Copy every line of the entries that includes the word "Deserialize".
[The records]
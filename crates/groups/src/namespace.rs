use std::collections::BTreeMap;

use async_trait::async_trait;
use serde::{Deserialize, Serialize};

use crate::error::CollaboratorResult;

/// Namespace configuration key naming the group new tables are placed in.
pub const NAMESPACE_GROUP_PROPERTY: &str = "group";

/// A namespace and its configuration.
#[derive(Clone, Debug, Default, PartialEq, Eq, Serialize, Deserialize)]
pub struct NamespaceDescriptor {
    /// Namespace name.
    pub name: String,

    /// Free-form configuration values.
    pub configuration: BTreeMap<String, String>,
}

impl NamespaceDescriptor {
    /// Creates a namespace with no configuration.
    pub fn new(name: impl Into<String>) -> Self {
        Self {
            name: name.into(),
            configuration: BTreeMap::new(),
        }
    }

    /// Sets the default group for tables of this namespace.
    #[must_use]
    pub fn with_group(mut self, group: impl Into<String>) -> Self {
        self.configuration
            .insert(NAMESPACE_GROUP_PROPERTY.to_string(), group.into());
        self
    }

    /// The configured default group, if any.
    #[must_use]
    pub fn group(&self) -> Option<&str> {
        self.configuration
            .get(NAMESPACE_GROUP_PROPERTY)
            .map(String::as_str)
    }
}

/// Read access to namespace descriptors.
#[async_trait]
pub trait NamespaceStore: Send + Sync + 'static {
    /// Lists every namespace.
    async fn list_namespaces(&self) -> CollaboratorResult<Vec<NamespaceDescriptor>>;

    /// Gets a namespace by name.
    async fn get_namespace(&self, name: &str) -> CollaboratorResult<Option<NamespaceDescriptor>>;
}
[/The records]
### Task solution
use serde::{Deserialize, Serialize};
#[derive(Clone, Debug, Default, PartialEq, Eq, Serialize, Deserialize)]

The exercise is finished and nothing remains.